— C'est vrai, dit Sylvanie, elle se trompait bien, madame Nanette. Tu es une heureuse enfant, et nous ne pouvons pas nous passer de toi, Petite mère, aussi le bon Dieu te laissera avec nous, j'en suis sûre.

— Je le lui demanderai, dit l'enfant.

Ce soir-là, avant de s'endormir pour la nuit, Petite mère ajouta à la prière que sa mère lui avait enseignée ces mots qui sortirent du fond de son coeur. "Bon Dieu, laisse-moi rester avec Charlot! je suis si heureuse, tout le monde est si bon pour moi… Je voudrais bien vivre encore longtemps."

Charlot couchait sur le foin dans un coin de la grande cuisine. Il était enchanté et trouvait ce lit bien meilleur que la paillasse que depuis quelque temps il avait partagée avec les petits Perlet. Il y serait seul au moins, et personne ne pourrait se plaindre de ses coups de pied. Charlot était ivre de joie de se retrouver à la campagne. Il avait pris ses ébats dans le jardin, il s'était roulé sur l'herbe du sentier, il avait cueilli des fleurs par poignées pour Petite mère, il avait joué avec l'eau de la fontaine jusqu'à ce que son unique pantalon fût trempé à être tordu. Quand il revint pour manger sa soupe et se coucher il était sale à faire peur, mais heureux comme un roi.
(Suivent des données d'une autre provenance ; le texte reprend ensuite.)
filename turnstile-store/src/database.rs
use sqlx::postgres::PgPoolOptions;
use sqlx::{Pool, Postgres};
use std::time::Duration;
use tracing::info;

#[derive(Clone)]
pub struct DbClient {
    pub pool: Pool<Postgres>,
}

impl DbClient {
    pub async fn new(connection_string: &str, max_connections: u32) -> Result<Self, sqlx::Error> {
        let pool = PgPoolOptions::new()
            .max_connections(max_connections)
            .acquire_timeout(Duration::from_secs(3))
            .connect(connection_string)
            .await?;

        Ok(Self { pool })
    }

    pub async fn migrate(&self) -> Result<(), sqlx::migrate::MigrateError> {
        info!("Running database migrations...");
        sqlx::migrate!("../migrations").run(&self.pool).await?;
        info!("Migrations completed successfully.");
        Ok(())
    }
}
pub mod app_config;
pub mod database;
pub mod kafka;
pub mod ledger_repo;
pub mod redis_cache;
pub mod redis_notify;

pub use app_config::Config;
pub use database::DbClient;
pub use kafka::{KafkaIntentConsumer, KafkaIntentProducer};
pub use ledger_repo::StoreLedger;
pub use redis_cache::RedisInventoryCache;
pub use redis_notify::{NotificationSubscriber, RedisNotificationRelay};
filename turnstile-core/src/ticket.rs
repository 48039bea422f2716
use serde::{Deserialize, Serialize};
use uuid::Uuid;

use crate::{BookingError, BookingResult};

/// A sale pool for one event. The ledger row behind this struct is the source
/// of truth for how many units were actually sold; the cache counter is only
/// the admission gate in front of it.
#[derive(Debug, Clone, PartialEq, Serialize, Deserialize)]
#[serde(rename_all = "camelCase")]
pub struct Ticket {
    pub id: Uuid,
    pub event_name: String,
    pub total_count: i64,
    pub available_count: i64,
    /// Concurrency token. The ledger bumps it on every successful write and
    /// rejects writes carrying a stale value.
    pub version: i64,
}

impl Ticket {
    /// A freshly seeded pool starts fully available.
    pub fn new(id: Uuid, event_name: impl Into<String>, total_count: i64) -> Self {
        Self {
            id,
            event_name: event_name.into(),
            total_count,
            available_count: total_count,
            version: 0,
        }
    }

    /// Takes one unit out of the pool, failing once it is exhausted.
    pub fn reserve(&mut self) -> BookingResult<()> {
        if self.available_count <= 0 {
            return Err(BookingError::SoldOut);
        }
        self.available_count -= 1;
        Ok(())
    }

    pub fn is_sold_out(&self) -> bool {
        self.available_count <= 0
    }
}

#[cfg(test)]
mod tests {
    use super::*;

    #[test]
    fn reserve_decrements_available_count() {
        let mut ticket = Ticket::new(Uuid::new_v4(), "Launch Night", 2);
        assert_eq!(ticket.available_count, 2);

        ticket.reserve().unwrap();
        assert_eq!(ticket.available_count, 1);
        assert!(!ticket.is_sold_out());

        ticket.reserve().unwrap();
        assert_eq!(ticket.available_count, 0);
        assert!(ticket.is_sold_out());
    }

    #[test]
    fn reserve_fails_when_sold_out() {
        let mut ticket = Ticket::new(Uuid::new_v4(), "Launch Night", 1);
        ticket.reserve().unwrap();

        let err = ticket.reserve().unwrap_err();
        assert!(matches!(err, BookingError::SoldOut));
        assert_eq!(ticket.available_count, 0);
    }
}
— Allons, dit Sylvanie, toujours de bonne humeur, va te laver le visage et les mains à la fontaine et puis couche-toi bien vite afin que je puisse en faire autant de ton pantalon et le mettre sécher devant le feu avant qu'il soit tout à fait éteint. Demain matin un coup de fer l'achèvera. Gtand'mère, j'irai demain demander à madame Nanette si elle ne pourrait pas nous prêter quelques nippes de son petit Joseph pour Charlot, et puis je lui ferai un pantalon avec un morceau de ma toile.

— Et tes chemises? demanda la vieille dame.

— Oh! ça n'en prendra pas beaucoup, il n'est pas bien grand, notre Charlot. Quant à la pauvre petite je lui taillerai une robe dans ma jupe lilas qui est devenue beaucoup trop courte pour moi. L'étoffe n'en est plus bien bonne, mais ça lui fera encore de l'usage, elle est si soigneuse.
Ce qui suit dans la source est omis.